I am using the following code:

self.mapView.centerCoordinate = self.mapView.userLocation.location.coordinate;
[mapView setCenterCoordinate:self.mapView.userLocation.location.coordinate zoomLevel:ZOOM_LEVEL animated:YES];

Happens after a lengthy resume of the app or brand new start....

Answer

yonel picture yonel · Nov 3, 2011

That's the expected behavior : the user location isn't always tracked by the iPhone using GPS (it would consume to much battery). So as soon as the map is displayed, the MKMapView instance shows the last 'best' user position it knows and then, improves the accuracy by activating the tracking (this is a seamless process, you don't have to care about it) .
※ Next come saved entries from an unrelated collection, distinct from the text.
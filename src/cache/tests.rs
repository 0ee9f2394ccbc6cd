//! Cache Module Tests
//!
//! ## Test Scopes
//! - **Backend**: TTL round-trip and expiry of the in-memory provider.
//! - **ResultCache**: Namespacing, typed values, and best-effort error handling.
//! - **Keys**: FNV-1a reference values and namespace prefixes.
//!
//! *Note: The Redis provider needs a live server and is exercised in deployment, not here.*

#[cfg(test)]
mod tests {
    use crate::cache::keys::{
        ANALYSIS_NAMESPACE, REQUEST_NAMESPACE, fnv1a_32, namespaced, request_key, text_key,
    };
    use crate::cache::{
        CacheBackend, CacheError, CacheResult, MemoryCache, ResultCache, backend_from_addr,
    };
    use crate::store::RequestId;
    use async_trait::async_trait;
    use serde::{Deserialize, Serialize};
    use std::sync::Arc;
    use std::time::Duration;

    #[derive(Debug, Clone, PartialEq, Serialize, Deserialize)]
    struct Payload {
        name: String,
        count: u32,
    }

    fn payload() -> Payload {
        Payload {
            name: "cached".to_string(),
            count: 7,
        }
    }

    /// Backend that fails every operation.
    struct BrokenBackend;

    #[async_trait]
    impl CacheBackend for BrokenBackend {
        async fn get(&self, _key: &str) -> CacheResult<Option<String>> {
            Err(CacheError::Connection("refused".to_string()))
        }

        async fn set(&self, _key: &str, _value: &str, _ttl: Duration) -> CacheResult<()> {
            Err(CacheError::Timeout("SETEX".to_string()))
        }

        async fn delete(&self, _key: &str) -> CacheResult<()> {
            Err(CacheError::Backend("DEL".to_string()))
        }

        async fn health_check(&self) -> CacheResult<bool> {
            Err(CacheError::Connection("refused".to_string()))
        }

        fn provider_name(&self) -> &'static str {
            "broken"
        }
    }

    // ============================================================
    // MEMORY BACKEND
    // ============================================================

    #[tokio::test]
    async fn test_memory_round_trip_within_ttl() {
        let cache = MemoryCache::new();

        cache
            .set("k", "v", Duration::from_secs(60))
            .await
            .unwrap();

        assert_eq!(cache.get("k").await.unwrap(), Some("v".to_string()));
    }

    #[tokio::test]
    async fn test_memory_entry_expires_after_ttl() {
        let cache = MemoryCache::new();

        cache
            .set("k", "v", Duration::from_millis(30))
            .await
            .unwrap();
        tokio::time::sleep(Duration::from_millis(80)).await;

        assert_eq!(cache.get("k").await.unwrap(), None);
        assert!(cache.is_empty(), "expired entry is evicted on read");
    }

    #[tokio::test]
    async fn test_memory_overwrite_and_delete() {
        let cache = MemoryCache::new();

        cache.set("k", "1", Duration::from_secs(60)).await.unwrap();
        cache.set("k", "2", Duration::from_secs(60)).await.unwrap();
        assert_eq!(cache.get("k").await.unwrap(), Some("2".to_string()));

        cache.delete("k").await.unwrap();
        assert_eq!(cache.get("k").await.unwrap(), None);
        assert!(cache.health_check().await.unwrap());
    }

    #[tokio::test]
    async fn test_memory_unrepresentable_ttl_never_expires() {
        let cache = MemoryCache::new();

        cache
            .set("k", "v", Duration::from_secs(u64::MAX))
            .await
            .unwrap();

        assert_eq!(cache.get("k").await.unwrap(), Some("v".to_string()));
    }

    #[tokio::test]
    async fn test_result_cache_write_with_huge_ttl_succeeds() {
        let cache: ResultCache<Payload> = ResultCache::new(
            Arc::new(MemoryCache::new()),
            "test",
            Duration::from_secs(u64::MAX),
        );

        cache.set("a", &payload()).await;

        assert_eq!(cache.get("a").await, Some(payload()));
    }

    #[tokio::test]
    async fn test_backend_from_addr_selects_memory() {
        let backend = backend_from_addr("memory://").unwrap();
        assert_eq!(backend.provider_name(), "memory");

        let backend = backend_from_addr("localhost:6379").unwrap();
        assert_eq!(backend.provider_name(), "redis");
    }

    // ============================================================
    // RESULT CACHE
    // ============================================================

    #[tokio::test]
    async fn test_result_cache_round_trip() {
        let cache: ResultCache<Payload> =
            ResultCache::new(Arc::new(MemoryCache::new()), "test", Duration::from_secs(60));

        assert_eq!(cache.get("a").await, None);

        cache.set("a", &payload()).await;

        assert_eq!(cache.get("a").await, Some(payload()));
    }

    #[tokio::test]
    async fn test_result_cache_expires() {
        let cache: ResultCache<Payload> =
            ResultCache::new(Arc::new(MemoryCache::new()), "test", Duration::from_millis(30));

        cache.set("a", &payload()).await;
        assert!(cache.get("a").await.is_some());

        tokio::time::sleep(Duration::from_millis(80)).await;
        assert!(cache.get("a").await.is_none());
    }

    #[tokio::test]
    async fn test_namespaces_do_not_collide() {
        let backend: Arc<dyn CacheBackend> = Arc::new(MemoryCache::new());
        let first: ResultCache<Payload> =
            ResultCache::new(backend.clone(), ANALYSIS_NAMESPACE, Duration::from_secs(60));
        let second: ResultCache<Payload> =
            ResultCache::new(backend.clone(), REQUEST_NAMESPACE, Duration::from_secs(60));

        first.set("same", &payload()).await;

        assert!(first.get("same").await.is_some());
        assert!(second.get("same").await.is_none());
        assert!(backend.get("analyze:same").await.unwrap().is_some());
    }

    #[tokio::test]
    async fn test_invalidate_removes_entry() {
        let cache: ResultCache<Payload> =
            ResultCache::new(Arc::new(MemoryCache::new()), "test", Duration::from_secs(60));

        cache.set("a", &payload()).await;
        cache.invalidate("a").await;

        assert!(cache.get("a").await.is_none());
    }

    #[tokio::test]
    async fn test_undecodable_value_is_a_miss() {
        let backend: Arc<dyn CacheBackend> = Arc::new(MemoryCache::new());
        backend
            .set("test:a", "not json", Duration::from_secs(60))
            .await
            .unwrap();
        let cache: ResultCache<Payload> =
            ResultCache::new(backend, "test", Duration::from_secs(60));

        assert!(cache.get("a").await.is_none());
    }

    #[tokio::test]
    async fn test_backend_failures_are_swallowed() {
        let cache: ResultCache<Payload> =
            ResultCache::new(Arc::new(BrokenBackend), "test", Duration::from_secs(60));

        // None of these may panic or propagate
        cache.set("a", &payload()).await;
        cache.invalidate("a").await;

        assert!(cache.get("a").await.is_none());
        assert!(!cache.is_healthy().await);
    }

    // ============================================================
    // KEYS
    // ============================================================

    #[test]
    fn test_fnv1a_reference_values() {
        assert_eq!(fnv1a_32(b""), 0x811c_9dc5);
        assert_eq!(fnv1a_32(b"a"), 0xe40c_292c);
        assert_eq!(fnv1a_32(b"foobar"), 0xbf9c_f968);
    }

    #[test]
    fn test_text_key_is_stable_and_decimal() {
        let key = text_key("Hello, how are you?");

        assert_eq!(key, text_key("Hello, how are you?"));
        assert!(key.chars().all(|c| c.is_ascii_digit()));
        assert_ne!(key, text_key("Hello, how are you!"));
        assert_eq!(
            namespaced(ANALYSIS_NAMESPACE, &key),
            format!("analyze:{}", key)
        );
    }

    #[test]
    fn test_request_key_uses_uuid() {
        let id = RequestId::new();

        assert_eq!(
            namespaced(REQUEST_NAMESPACE, &request_key(&id)),
            format!("receiver:{}", id)
        );
    }
}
You can monitor when the MKMapView updates the user location on the map by implementing the MKMapViewDelegate protocol. Just implement :

- (void)mapView:(MKMapView *)mapView didUpdateUserLocation:(MKUserLocation *)userLocation      {
    CLLocationAccuracy accuracy = userLocation.location.horizontalAccuracy;
    if (accuracy ......) {
    } 
}

(More info from the apple documentation here )

The code above in my example checks the accuracy of the position currently being displayed by the mapView and reacts accordingly.

[EDIT]
If showing the user location in the middle of the sea at first really bother you, you can you hide the user location until you get a location that is accurate/fresh enough.
To do so, set the showsUserLocation property of the MKMapView to NO at first until you get an accurate enough location (thanks to the previous delegate callback) and then set it to YES.
By doing you, you will avoid displaying a location that is not accurate or too old to be diplayed (there is a timestamp property in the CLLocation to check wether it's an old location or not)

N.B:You don't have to create a CLLocationManager instance on your side, the MKMapView creates one internally and publish locations it receives via this delegate selector.